*PROBLEM TO WORK ON:*
A line counts if it contains the word "Description" at least once. State how many such lines the records contain, giving the number alone.

--------------------------------------------------

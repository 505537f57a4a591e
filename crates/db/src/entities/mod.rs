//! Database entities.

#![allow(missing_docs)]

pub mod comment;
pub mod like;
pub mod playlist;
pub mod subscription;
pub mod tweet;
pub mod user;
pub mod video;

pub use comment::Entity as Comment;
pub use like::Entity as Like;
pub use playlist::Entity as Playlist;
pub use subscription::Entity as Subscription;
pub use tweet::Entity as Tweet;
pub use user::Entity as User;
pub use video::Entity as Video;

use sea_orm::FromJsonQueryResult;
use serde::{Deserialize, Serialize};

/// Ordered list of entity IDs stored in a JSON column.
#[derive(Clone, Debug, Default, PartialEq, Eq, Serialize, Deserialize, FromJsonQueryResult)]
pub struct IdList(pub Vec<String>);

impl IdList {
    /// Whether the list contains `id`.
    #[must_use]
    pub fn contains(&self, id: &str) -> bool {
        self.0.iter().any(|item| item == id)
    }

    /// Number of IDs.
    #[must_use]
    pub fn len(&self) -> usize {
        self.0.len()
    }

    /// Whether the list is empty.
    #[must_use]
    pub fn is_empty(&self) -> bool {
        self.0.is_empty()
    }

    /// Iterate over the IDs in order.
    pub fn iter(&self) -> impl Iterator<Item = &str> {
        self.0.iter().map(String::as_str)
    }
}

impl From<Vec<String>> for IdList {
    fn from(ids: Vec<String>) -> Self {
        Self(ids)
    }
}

--------------------------------------------------

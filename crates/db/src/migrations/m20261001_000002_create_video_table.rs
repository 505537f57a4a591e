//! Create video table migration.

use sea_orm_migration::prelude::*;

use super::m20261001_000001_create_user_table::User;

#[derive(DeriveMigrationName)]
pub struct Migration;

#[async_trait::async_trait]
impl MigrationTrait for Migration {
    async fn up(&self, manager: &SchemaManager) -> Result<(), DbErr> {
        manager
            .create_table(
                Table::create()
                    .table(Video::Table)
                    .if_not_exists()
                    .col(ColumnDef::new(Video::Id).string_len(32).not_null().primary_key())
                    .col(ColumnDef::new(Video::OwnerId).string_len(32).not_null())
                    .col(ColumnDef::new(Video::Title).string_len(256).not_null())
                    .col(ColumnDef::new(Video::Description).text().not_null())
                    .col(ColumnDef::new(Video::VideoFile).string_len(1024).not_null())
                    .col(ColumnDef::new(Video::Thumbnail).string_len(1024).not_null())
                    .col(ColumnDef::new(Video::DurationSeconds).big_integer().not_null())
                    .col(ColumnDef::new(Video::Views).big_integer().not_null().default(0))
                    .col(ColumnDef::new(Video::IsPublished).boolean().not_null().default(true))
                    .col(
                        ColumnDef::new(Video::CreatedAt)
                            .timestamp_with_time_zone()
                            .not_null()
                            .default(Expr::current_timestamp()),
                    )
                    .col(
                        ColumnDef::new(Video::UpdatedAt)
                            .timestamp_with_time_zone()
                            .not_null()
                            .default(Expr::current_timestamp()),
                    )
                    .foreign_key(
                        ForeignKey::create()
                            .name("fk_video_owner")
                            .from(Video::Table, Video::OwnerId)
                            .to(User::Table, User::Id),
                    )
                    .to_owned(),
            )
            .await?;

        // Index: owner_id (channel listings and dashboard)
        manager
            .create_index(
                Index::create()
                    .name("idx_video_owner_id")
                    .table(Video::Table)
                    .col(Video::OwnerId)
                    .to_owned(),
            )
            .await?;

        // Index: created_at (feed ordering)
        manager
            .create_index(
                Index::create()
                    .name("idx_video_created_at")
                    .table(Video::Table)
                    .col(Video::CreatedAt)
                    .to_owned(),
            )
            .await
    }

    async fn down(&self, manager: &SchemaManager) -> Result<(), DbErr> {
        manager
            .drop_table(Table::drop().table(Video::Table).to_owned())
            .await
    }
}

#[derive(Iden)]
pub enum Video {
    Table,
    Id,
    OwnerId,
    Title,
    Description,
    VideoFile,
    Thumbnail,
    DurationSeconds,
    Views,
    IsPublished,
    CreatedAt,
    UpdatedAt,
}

--------------------------------------------------

*RESPONSE:*
2